Our Team
Melvin F. Cooper
President/Founder
Bishop Melvin Fitzgerald Cooper is a native of Tulsa, Oklahoma and CEO, Founder and Senior Bishop of World Won for Christ Family Life Ministries. He has a dynamic, enthusiastic track record of transforming and revitalizing congregations. Bishop Cooper is a visionary, avid community developer and leader with a mind focused on bringing positive change to the community.
As Founder/President of World Won Development, he was instrumental in establishing the Fitting Back In Prison Re-Integration Program, EduRec Youth & Family Fun Center, the 36th Street North Event Center and World Bible Theological Seminary to encourage personal and economic growth in the community, as well as provide a safe, loving environment to encourage God’s people.
He received his ministerial credentials from Aenon Bible College of the Pentecostal Assemblies of the World. He also received an honorary doctorate from Fellowship Bible Institute in 2014. He regularly appears on Trinity Broadcast Network as a host and speaker. He loves preaching and teaching the dynamic word of God.
Charles Harper
Chief Executive Officer
Embracing the core value of integrity, servant leadership, commitment, and intuition.
Charles Harper is the Chief Executive Officer of World Won Development and a Board Member of World Won for Christ Family Life Ministries, 36th Street North Event Center, and Oklahoma Community Support Coalition. He also serves as Trustee on the World Bible Theological Seminary Board, an online bible college scheduled to launch in the Fall of 2023. As Chief Executive Officer, he is responsible for the financial stability and infrastructure of all World Won community development projects. Those projects are EduRec Youth & Family Fun Center, 36th Street North Event Center, and Fitting Back In Prison Reintegration Program.
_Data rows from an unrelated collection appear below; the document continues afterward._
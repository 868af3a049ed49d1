use crate::pdf::JointPdf2d;
use crate::pdf::histogram::bin_index;
use crate::sampling::{u01, weighted_index};
use pp_core::{Error, JointSamples, Result, Support};
use pp_prob::grid::linspace;
use rand::RngCore;

/// Piecewise-constant density over the triangle `x2 <= x1` of `[min, max]²`.
///
/// The square is cut into `n × n` equal cells; only cells `(i, j)` with `j <= i` (bin of `x1`
/// at or above the bin of `x2`) carry weight. Weights are stored flat in `j`-major order,
///
/// `flat(i, j) = i + n·j - j(j+1)/2`,
///
/// so `n(n+1)/2` weights describe the grid. Diagonal cells are cut in half by the line
/// `x1 = x2` and count with half their area in the normalization. The density is `0`
/// outside the square and wherever `x1 < x2`.
#[derive(Debug, Clone)]
pub struct BinnedPdf2d {
    support: Support,
    n_bins_1d: usize,
    edges: Vec<f64>,
    bin_width: f64,
    density: Vec<f64>,
    /// `(i, j)` for each flat index.
    cells: Vec<(usize, usize)>,
    /// Cumulative probability mass over flat indices.
    cumulative_mass: Vec<f64>,
}

impl BinnedPdf2d {
    /// Build from triangular weights, one per cell `j <= i`.
    ///
    /// The weight count must be a triangular number `n(n+1)/2`.
    pub fn new(min: f64, max: f64, weights: &[f64]) -> Result<Self> {
        let support = Support::new(min, max)?;
        let len = weights.len();
        let n = (((1.0 + 8.0 * len as f64).sqrt() - 1.0) / 2.0).round() as usize;
        if len == 0 || n * (n + 1) / 2 != len {
            return Err(Error::InvalidParameter(format!(
                "BinnedPdf2d requires a triangular number of weights n(n+1)/2, got {len}"
            )));
        }
        for (k, w) in weights.iter().enumerate() {
            if !w.is_finite() || *w < 0.0 {
                return Err(Error::InvalidParameter(format!(
                    "BinnedPdf2d weight[{k}] must be finite and >= 0, got {w}"
                )));
            }
        }

        let edges = linspace(min, max, n + 1);
        let bin_width = support.width() / n as f64;
        let cell_area = bin_width * bin_width;

        let mut cells = Vec::with_capacity(len);
        for j in 0..n {
            for i in j..n {
                cells.push((i, j));
            }
        }
        let effective: Vec<f64> = cells
            .iter()
            .zip(weights)
            .map(|(&(i, j), &w)| if i == j { 0.5 * w } else { w })
            .collect();
        let total: f64 = effective.iter().sum();
        if total <= 0.0 {
            return Err(Error::InvalidParameter("BinnedPdf2d weights sum to zero".into()));
        }

        let norm = 1.0 / (total * cell_area);
        let density = weights.iter().map(|w| w * norm).collect();
        let mut acc = 0.0;
        let cumulative_mass = effective
            .iter()
            .map(|w| {
                acc += w / total;
                acc
            })
            .collect();

        Ok(Self { support, n_bins_1d: n, edges, bin_width, density, cells, cumulative_mass })
    }

    /// Bins per axis.
    pub fn n_bins_1d(&self) -> usize {
        self.n_bins_1d
    }

    /// Edge range of both axes.
    pub fn support(&self) -> Support {
        self.support
    }

    /// Flat weight index of cell `(i, j)`, or `None` when `j > i` or out of range.
    pub fn flat_index(&self, i: usize, j: usize) -> Option<usize> {
        (j <= i && i < self.n_bins_1d).then(|| i + self.n_bins_1d * j - j * (j + 1) / 2)
    }

    /// Cell `(i, j)` holding `(x1, x2)`, or `None` outside the square or below the diagonal.
    pub fn grid_position(&self, x1: f64, x2: f64) -> Option<(usize, usize)> {
        if !self.support.contains(x1) || !self.support.contains(x2) || x1 < x2 {
            return None;
        }
        Some((bin_index(&self.edges, x1), bin_index(&self.edges, x2)))
    }

    /// Probability mass of every cell, diagonal cells at half area. Sums to `1`.
    pub fn cell_masses(&self) -> Vec<f64> {
        let area = self.bin_width * self.bin_width;
        self.cells
            .iter()
            .zip(&self.density)
            .map(|(&(i, j), d)| if i == j { 0.5 * d * area } else { d * area })
            .collect()
    }
}

impl JointPdf2d for BinnedPdf2d {
    fn log_pdf(&self, x1: f64, x2: f64) -> f64 {
        self.grid_position(x1, x2)
            .and_then(|(i, j)| self.flat_index(i, j))
            .map_or(f64::NEG_INFINITY, |k| self.density[k].ln())
    }

    /// Pick a cell by mass, then draw uniformly inside it. Diagonal cells draw from their
    /// lower triangle so every sample has `x2 <= x1`.
    fn sample(&self, n_samples: usize, rng: &mut dyn RngCore) -> Result<JointSamples> {
        let mut out = JointSamples::with_capacity(n_samples);
        for _ in 0..n_samples {
            let (i, j) = self.cells[weighted_index(&self.cumulative_mass, u01(rng))];
            let (a, b) = (u01(rng), u01(rng));
            let (x1, x2) = if i == j {
                let lo = self.edges[i];
                (lo + a.max(b) * self.bin_width, lo + a.min(b) * self.bin_width)
            } else {
                (self.edges[i] + a * self.bin_width, self.edges[j] + b * self.bin_width)
            };
            out.push(x1, x2);
        }
        Ok(out)
    }
}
He was recognized by the Terence Crutcher Foundation with the 2020 MLK Trailblazer Award. In 2021, he was recognized as a Lacy Park Unsung Hero. He is also a radio personality and community development leader on the local, state, national and international levels.
Damali Wilson
Chief Operating Officer
Dedicated to providing a hand up to underserved communities.
Damali Wilson is an entrepreneur whose primary focus is community development in underserved neighborhoods. Her passion is to be the voice for the voiceless and coordinate resources where needs exist. She has an innovative approach to changing the narrative for and perception of the people in less fortunate communities. She is dedicated to providing a “hand up” to the community, instead of a handout.
Born and raised in North Tulsa, Damali saw the decline of her neighborhood and always had a burning desire to do something about the decline. She made a decision at a young age to be part of the solution, although she was not quite sure how. She always wanted to work for herself and was waiting to find her niche. After working her way up from file clerk to legal assistant, over a 21-year career, Damali left the law office and accepted an opportunity to impact her community. In 2014, armed with a Bachelor’s degree in Criminal Justice, her legal assistant certification and knowledge of the dynamics of her community, she jumped at the opportunity to organize, set the foundation for and manage several development projects in North Tulsa.
Today, she is well-known to those working to redevelop in the City of Tulsa, especially North Tulsa. She is a speaker, trainer and consultant in the arena of community development and changing the mindset of the community by putting in the hard work.
She was recognized by the Terence Crutcher Foundation as its 2020 MLK Trailblazer Award recipient. In 2021, she was recognized as Lacy Park’s Unsung Shero. In 2022, she was named “Impact Woman of the Year” at the Women of Color Expo and chosen to be featured in the “She Is Tulsa” magazine publication.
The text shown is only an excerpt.